=== What you are asked to do ===
Restate word for word the lines in the listing below, starting at the line containing "cfg.blocks[index].instr.extend(child_instr);" and ending at the line containing "but a jump.", both included; leave out the rest.

----------------------------------------

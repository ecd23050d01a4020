//! Type checker for BX
//!
//! Walks the AST once, annotating every expression with its type in place
//! and validating operators, call arities, declarations, and returns. The
//! first ill-typed construct aborts with a positioned diagnostic; there is
//! no recovery.
//!
//! Top-level names are collected in a pre-pass so procedures can call each
//! other and reference globals regardless of declaration order. A nested
//! `def` only enters scope after its own body is checked, so lambdas cannot
//! recurse into themselves.

use crate::ast::{Block, Decl, Expr, ExprKind, FuncDecl, Program, Span, Stmt, UnOp, VarInit};
use crate::error::{CompileError, ErrorKind, Result};
use crate::types::Type;
use std::collections::HashMap;
use tracing::warn;

/// Name of the built-in print procedure; resolved to a runtime symbol
/// during lowering.
pub const PRINT: &str = "print";

pub struct TypeChecker {
    /// Name -> type frames, innermost last.
    scopes: Vec<HashMap<String, Type>>,
    /// Enclosing function stack: `(name, return type)`.
    functions: Vec<(String, Type)>,
    loop_depth: usize,
}

/// Type check a program in place. On success every expression's `ty` slot
/// is filled.
pub fn type_check(program: &mut Program) -> Result<()> {
    TypeChecker::new().check_program(program)
}
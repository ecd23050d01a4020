//! Recursive-descent parser for BX
//!
//! Statements and declarations are parsed by dispatch on the leading token;
//! expressions use precedence climbing over the operator table in the lexer.
//! Comparison operators are non-associative, so `a == b == c` is rejected
//! here rather than surfacing later as a type error.

use crate::ast::{
    BinOp, Block, Decl, Expr, ExprKind, FuncDecl, Param, Program, Span, Stmt, UnOp, VarInit,
};
use crate::error::{CompileError, ErrorKind, Result};
use crate::lexer::{Assoc, Lexer, NEG_PRECEDENCE, NOT_PRECEDENCE, Token, TokenKind};
use crate::types::Type;

pub struct Parser {
    tokens: Vec<Token>,
    pos: usize,
}
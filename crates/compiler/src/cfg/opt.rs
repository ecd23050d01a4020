//! Peephole optimizations over the CFG
//!
//! Each pass rebuilds the CFG from the current TAC, transforms it, runs
//! unreachable-code elimination, re-flattens with `make_tac`, and refreshes
//! the context's procedure indexing. With `--fenable-opt` the driver runs
//! one round of dead-copy removal, both jump-threading passes, and block
//! coalescing, in that order.

use super::{Cfg, share};
use crate::lower::Context;
use crate::tac::{Instr, Opcode, Temp, is_ordinary, is_param};
use std::collections::{HashMap, HashSet};
use tracing::debug;

/// The named optimization passes.
#[derive(Debug, Clone, Copy, PartialEq, Eq)]
pub enum Optimization {
    /// Remove `copy` instructions whose result is dead.
    DeadCopyRemoval,
    /// Bypass blocks that consist of a single unconditional jump.
    JtSeqUncond,
    /// Turn a conditional jump into an unconditional one when the target
    /// block re-tests the same condition on the same value.
    JtCondToUncond,
    /// Fuse single-successor/single-predecessor block pairs.
    Coalesce,
    /// Intra-block copy propagation.
    CopyPropagation,
    /// Unreachable-code elimination alone.
    Uce,
}

/// Apply one pass: CFG up, transform, UCE, flatten back down, re-index.
pub fn optimize(opt: Optimization, ctx: &mut Context, instr: Vec<Instr>) -> Vec<Instr> {
    let mut cfg = Cfg::build(ctx, &instr);
    match opt {
        Optimization::DeadCopyRemoval => eliminate_dead_copies(&mut cfg),
        Optimization::JtSeqUncond => jt_seq_uncond(&mut cfg),
        Optimization::JtCondToUncond => jt_cond_to_uncond(&mut cfg),
        Optimization::Coalesce => coalesce(&mut cfg),
        Optimization::CopyPropagation => copy_propagation(&mut cfg),
        Optimization::Uce => {}
    }
    cfg.uce();
    let out = cfg.make_tac(ctx);
    ctx.process(&out);
    debug!(pass = ?opt, instructions = out.len(), "optimization pass done");
    out
}

/// The round applied under `--fenable-opt`.
pub fn run_pipeline(ctx: &mut Context, mut instr: Vec<Instr>) -> Vec<Instr> {
    for pass in [
        Optimization::DeadCopyRemoval,
        Optimization::JtSeqUncond,
        Optimization::JtCondToUncond,
        Optimization::Coalesce,
    ] {
        instr = optimize(pass, ctx, instr);
    }
    instr
}

/// If block A's only jump is an unconditional `jmp` to B and B has no other
/// predecessor, fuse B into A. Iterates to fixpoint; UCE drops the emptied
/// blocks.
fn coalesce(cfg: &mut Cfg) {
    loop {
        cfg.uce();

        let mut in_deg: HashMap<Temp, usize> = HashMap::new();
        for edges in cfg.graph.values() {
            for (target, _) in edges {
                *in_deg.entry(target.clone()).or_default() += 1;
            }
        }

        let mut merge: Option<(usize, usize)> = None;
        for (index, block) in cfg.blocks.iter().enumerate() {
            let edges = &cfg.graph[&block.label];
            if edges.len() != 1 {
                continue;
            }
            let (child_label, via) = &edges[0];
            if via.borrow().opcode != Opcode::Jmp {
                continue;
            }
            if in_deg.get(child_label) != Some(&1) {
                continue;
            }
            let Some(child_index) = cfg.block_index(child_label) else {
                continue;
            };
            if cfg.blocks[child_index].start || child_index == index {
                continue;
            }
            merge = Some((index, child_index));
            break;
        }

        let Some((index, child_index)) = merge else {
            break;
        };

        let child_label = cfg.blocks[child_index].label.clone();
        // drop A's trailing jmp and B's leading label, splice B in
        let mut child_instr = cfg.blocks[child_index].instr.clone();
        child_instr.remove(0);
        cfg.blocks[index].instr.pop();
        cfg.blocks[index].instr.extend(child_instr);

        let child_edges = cfg.graph.get(&child_label).cloned().unwrap_or_default();
        let label = cfg.blocks[index].label.clone();
        cfg.graph.insert(label, child_edges);
        cfg.graph.insert(child_label, Vec::new());
    }
}

/// Retarget jumps that travel through blocks holding nothing but a jump.
/// The whole chain of trivial blocks is followed at once; a cyclic chain
/// (an empty infinite loop in the source) is left alone.
fn jt_seq_uncond(cfg: &mut Cfg) {
    loop {
        cfg.uce();

        let mut changed = false;
        let labels: Vec<Temp> = cfg.blocks.iter().map(|b| b.label.clone()).collect();
        for label in labels {
            let edge_count = cfg.graph.get(&label).map_or(0, |e| e.len());
            for edge_index in 0..edge_count {
                let child_label = cfg.graph[&label][edge_index].0.clone();

                let mut target = child_label.clone();
                let mut seen = HashSet::from([child_label.clone()]);
                let mut cyclic = false;
                loop {
                    let Some(index) = cfg.block_index(&target) else {
                        break;
                    };
                    let block = &cfg.blocks[index];
                    if block.start || block.instr.len() != 2 {
                        break;
                    }
                    if cfg.graph.get(&target).map_or(0, |e| e.len()) != 1 {
                        break;
                    }
                    let Some(next) = block.instr[1].borrow().jmp_target().cloned() else {
                        break;
                    };
                    if !seen.insert(next.clone()) {
                        cyclic = true;
                        break;
                    }
                    target = next;
                }

                if !cyclic && target != child_label {
                    let edges = cfg.graph.get_mut(&label).unwrap();
                    edges[edge_index].1.borrow_mut().set_branch_target(target.clone());
                    edges[edge_index].0 = target;
                    changed = true;
                }
            }
        }

        if !changed {
            break;
        }
    }
}

/// Entering block B through `jc t` means the condition already held; if B
/// re-tests the same condition on the same copy-chain root, its branch is
/// statically taken: rewrite it to `jmp` and truncate the block there.
fn jt_cond_to_uncond(cfg: &mut Cfg) {
    loop {
        cfg.uce();

        let mut rewrite: Option<(usize, usize, Temp)> = None;
        'outer: for block in &cfg.blocks {
            for (child_label, via_instr) in &cfg.graph[&block.label] {
                let via = via_instr.borrow();
                if !via.opcode.is_cond_jump() {
                    continue;
                }
                let Some(via_root) = cfg.original_temp.get(&via.args[0]) else {
                    continue;
                };
                let Some(child_index) = cfg.block_index(child_label) else {
                    continue;
                };
                let child = &cfg.blocks[child_index];

                for (i, shared) in child.instr.iter().enumerate() {
                    // a conditional self-loop finds its own entry jump; that
                    // is not a re-test
                    if std::rc::Rc::ptr_eq(shared, via_instr) {
                        continue;
                    }
                    let tac = shared.borrow();
                    if tac.opcode != via.opcode {
                        continue;
                    }
                    if cfg.original_temp.get(&tac.args[0]) != Some(via_root) {
                        continue;
                    }
                    let target = tac.result.clone().expect("conditional jump has a target");
                    rewrite = Some((child_index, i, target));
                    break 'outer;
                }
            }
        }

        let Some((child_index, i, target)) = rewrite else {
            break;
        };

        let child = &mut cfg.blocks[child_index];
        child.instr[i] = share(Instr::jmp(target));
        child.instr.truncate(i + 1);

        // rebuild this block's edges from what is left of it
        let edges: Vec<_> = child
            .jumps()
            .into_iter()
            .filter_map(|j| {
                let target = j.borrow().branch_target().cloned();
                target.map(|t| (t, j.clone()))
            })
            .collect();
        cfg.graph.insert(child.label.clone(), edges);
    }
}

/// Intra-block copy propagation.
///
/// Forward: after `copy t_dst <- t_src`, replace `t_dst` with `t_src` in
/// argument positions until either side is redefined. Copies from parameter
/// temporaries and the flagged static-link save are left alone; self-copies
/// left behind are deleted.
///
/// Backward (narrow): when the instruction directly above the copy defines
/// `t_src` and `t_src` is dead after the copy, the two are unambiguously
/// linkable: the definition is renamed to `t_dst` and the copy deleted.
fn copy_propagation(cfg: &mut Cfg) {
    for block in &mut cfg.blocks {
        let count = block.instr.len();
        for i in 0..count {
            let (dst, src) = {
                let tac = block.instr[i].borrow();
                if tac.opcode != Opcode::Copy || tac.args.len() != 1 {
                    continue;
                }
                let Some(result) = &tac.result else { continue };
                if !is_ordinary(result) || is_param(&tac.args[0]) {
                    continue;
                }
                (result.clone(), tac.args[0].clone())
            };

            for j in i + 1..count {
                let mut tac = block.instr[j].borrow_mut();
                for arg in &mut tac.args {
                    if *arg == dst {
                        *arg = src.clone();
                    }
                }
                if tac.result.as_ref() == Some(&dst) || tac.result.as_ref() == Some(&src) {
                    break;
                }
            }
        }

        block.instr.retain(|shared| {
            let tac = shared.borrow();
            !(tac.opcode == Opcode::Copy
                && tac.args.len() == 1
                && tac.result.as_ref() == Some(&tac.args[0]))
        });
    }

    // liveness justifies the backward links; escaped temporaries are held
    // live by it, so cross-procedure reads are never rewired
    cfg.build_liveness();
    for index in 0..cfg.blocks.len() {
        let count = cfg.blocks[index].instr.len();
        for i in (1..count).rev() {
            let linkable = {
                let block = &cfg.blocks[index];
                let copy = block.instr[i].borrow();
                let prev = block.instr[i - 1].borrow();
                copy.opcode == Opcode::Copy
                    && copy.args.len() == 1
                    && copy.result.as_ref().is_some_and(|r| is_ordinary(r))
                    && is_ordinary(&copy.args[0])
                    && prev.result.as_ref() == Some(&copy.args[0])
                    && !prev.opcode.is_jump()
                    && prev.opcode != Opcode::Label
                    && prev.opcode != Opcode::Param
                    && !(prev.opcode == Opcode::Copy && prev.args.len() == 2)
                    && !block.live_out(i).contains(&copy.args[0])
            };
            if linkable {
                let block = &mut cfg.blocks[index];
                let dst = block.instr[i].borrow().result.clone();
                block.instr[i - 1].borrow_mut().result = dst;
                block.instr.remove(i);
            }
        }
    }
}

/// Remove `copy` instructions whose result is not live afterwards. The
/// flagged static-link save, stores to globals, and copies of captured
/// temporaries are kept; liveness is recomputed after each sweep.
fn eliminate_dead_copies(cfg: &mut Cfg) {
    loop {
        cfg.build_liveness();

        let mut changed = false;
        for block in &mut cfg.blocks {
            let mut keep = Vec::with_capacity(block.instr.len());
            for (i, shared) in block.instr.iter().enumerate() {
                let tac = shared.borrow();
                let dead = tac.opcode == Opcode::Copy
                    && tac.args.len() == 1
                    && tac
                        .result
                        .as_ref()
                        .is_some_and(|r| is_ordinary(r) && !block.live_out(i).contains(r));
                drop(tac);
                if dead {
                    changed = true;
                } else {
                    keep.push(shared.clone());
                }
            }
            block.instr = keep;
        }

        if !changed {
            break;
        }
    }
}
//! BX Runtime Library
//!
//! The two print routines that compiled BX programs call. They are exported
//! with C ABI so the assembly emitted by `bxc` can reach them by symbol name;
//! link the generated `.s` against `libbx_runtime.a` to produce a runnable
//! binary.
//!
//! # Safety Contract
//!
//! These functions are designed to be called ONLY by compiler-generated code.
//! The compiler's type checker guarantees that `__bx_print_int` receives an
//! `int` value and `__bx_print_bool` a `bool` value (0 or 1 in the low bits
//! of a 64-bit register, per the System V calling convention).

/// Write a byte slice to fd 1, ignoring short writes only at EOF.
///
/// Uses `libc::write` directly rather than `std::io::stdout` so the output
/// interleaves correctly with anything else the host program writes to fd 1.
fn write_stdout(bytes: &[u8]) {
    let mut off = 0;
    while off < bytes.len() {
        let n = unsafe {
            libc::write(
                1,
                bytes[off..].as_ptr() as *const libc::c_void,
                bytes.len() - off,
            )
        };
        if n <= 0 {
            break;
        }
        off += n as usize;
    }
}

/// Print a 64-bit signed integer followed by a newline.
#[unsafe(no_mangle)]
pub extern "C" fn __bx_print_int(value: i64) {
    let mut text = value.to_string();
    text.push('\n');
    write_stdout(text.as_bytes());
}

/// Print a boolean followed by a newline. Any nonzero value is `true`.
#[unsafe(no_mangle)]
pub extern "C" fn __bx_print_bool(value: i64) {
    if value != 0 {
        write_stdout(b"true\n");
    } else {
        write_stdout(b"false\n");
    }
}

----------------------------------------

=== Response to the task ===
        cfg.blocks[index].instr.extend(child_instr);

        let child_edges = cfg.graph.get(&child_label).cloned().unwrap_or_default();
        let label = cfg.blocks[index].label.clone();
        cfg.graph.insert(label, child_edges);
        cfg.graph.insert(child_label, Vec::new());
    }
}

/// Retarget jumps that travel through blocks holding nothing but a jump.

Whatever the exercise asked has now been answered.